==== Excerpted records

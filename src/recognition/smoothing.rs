//! Run-of-agreement voting over recent raw predictions.

use std::collections::VecDeque;

#[derive(Debug, Clone, PartialEq, Eq)]
pub enum SmoothingVerdict {
    Stable(String),
    Undetermined,
}

impl SmoothingVerdict {
    pub fn is_stable(&self) -> bool {
        matches!(self, Self::Stable(_))
    }
}

/// Ring buffer of raw arg-max labels.
///
/// The verdict is stable only when the newest `run_length` entries are all the
/// same label; older entries are kept but never vote.
#[derive(Debug, Clone)]
pub struct RecentPredictionHistory {
    capacity: usize,
    run_length: usize,
    labels: VecDeque<String>,
}

impl RecentPredictionHistory {
    pub fn new(capacity: usize, run_length: usize) -> Self {
        Self {
            capacity,
            run_length,
            labels: VecDeque::with_capacity(capacity),
        }
    }

    /// Records one raw prediction and returns the verdict that follows from it.
    pub fn push(&mut self, label: impl Into<String>) -> SmoothingVerdict {
        if self.capacity > 0 {
            if self.labels.len() == self.capacity {
                self.labels.pop_front();
            }
            self.labels.push_back(label.into());
        }
        self.verdict()
    }

    pub fn verdict(&self) -> SmoothingVerdict {
        if self.run_length == 0 || self.labels.len() < self.run_length {
            return SmoothingVerdict::Undetermined;
        }
        let mut recent = self.labels.iter().rev().take(self.run_length);
        let Some(newest) = recent.next() else {
            return SmoothingVerdict::Undetermined;
        };
        if recent.all(|l| l == newest) {
            SmoothingVerdict::Stable(newest.clone())
        } else {
            SmoothingVerdict::Undetermined
        }
    }

    pub fn clear(&mut self) {
        self.labels.clear();
    }

    pub fn len(&self) -> usize {
        self.labels.len()
    }

    pub fn is_empty(&self) -> bool {
        self.labels.is_empty()
    }
}

#[cfg(test)]
mod tests {
    use super::*;

    fn feed(labels: &[&str]) -> SmoothingVerdict {
        let mut history = RecentPredictionHistory::new(5, 3);
        let mut verdict = history.verdict();
        for label in labels {
            verdict = history.push(*label);
        }
        verdict
    }

    #[test]
    fn empty_and_short_histories_are_undetermined() {
        assert_eq!(feed(&[]), SmoothingVerdict::Undetermined);
        assert_eq!(feed(&["A"]), SmoothingVerdict::Undetermined);
        assert_eq!(feed(&["A", "A"]), SmoothingVerdict::Undetermined);
    }

    #[test]
    fn three_in_a_row_is_stable() {
        assert_eq!(feed(&["A", "A", "A"]), SmoothingVerdict::Stable("A".into()));
    }

    #[test]
    fn single_flicker_resets_the_run() {
        assert_eq!(feed(&["A", "A", "A", "B"]), SmoothingVerdict::Undetermined);
        assert_eq!(feed(&["A", "A", "B", "A"]), SmoothingVerdict::Undetermined);
        assert_eq!(feed(&["A", "A", "B", "A", "A"]), SmoothingVerdict::Undetermined);
    }

    #[test]
    fn only_newest_entries_vote() {
        assert_eq!(
            feed(&["A", "B", "A", "A", "A"]),
            SmoothingVerdict::Stable("A".into())
        );
        assert_eq!(
            feed(&["B", "A", "A", "A"]),
            SmoothingVerdict::Stable("A".into())
        );
    }

    #[test]
    fn window_slides_past_capacity() {
        let mut history = RecentPredictionHistory::new(5, 3);
        for label in ["A", "A", "A", "A", "A", "B", "B"] {
            history.push(label);
        }
        assert_eq!(history.len(), 5);
        assert_eq!(history.verdict(), SmoothingVerdict::Undetermined);
        assert_eq!(history.push("B"), SmoothingVerdict::Stable("B".into()));
    }

    #[test]
    fn clear_returns_to_undetermined() {
        let mut history = RecentPredictionHistory::new(5, 3);
        for _ in 0..3 {
            history.push("C");
        }
        assert!(history.verdict().is_stable());
        history.clear();
        assert!(history.is_empty());
        assert_eq!(history.verdict(), SmoothingVerdict::Undetermined);
    }
}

========

Work to be completed: If a line in the listing has "usize" in it, report that line.

Task output:
    capacity: usize,
    run_length: usize,
    pub fn new(capacity: usize, run_length: usize) -> Self {
    pub fn len(&self) -> usize {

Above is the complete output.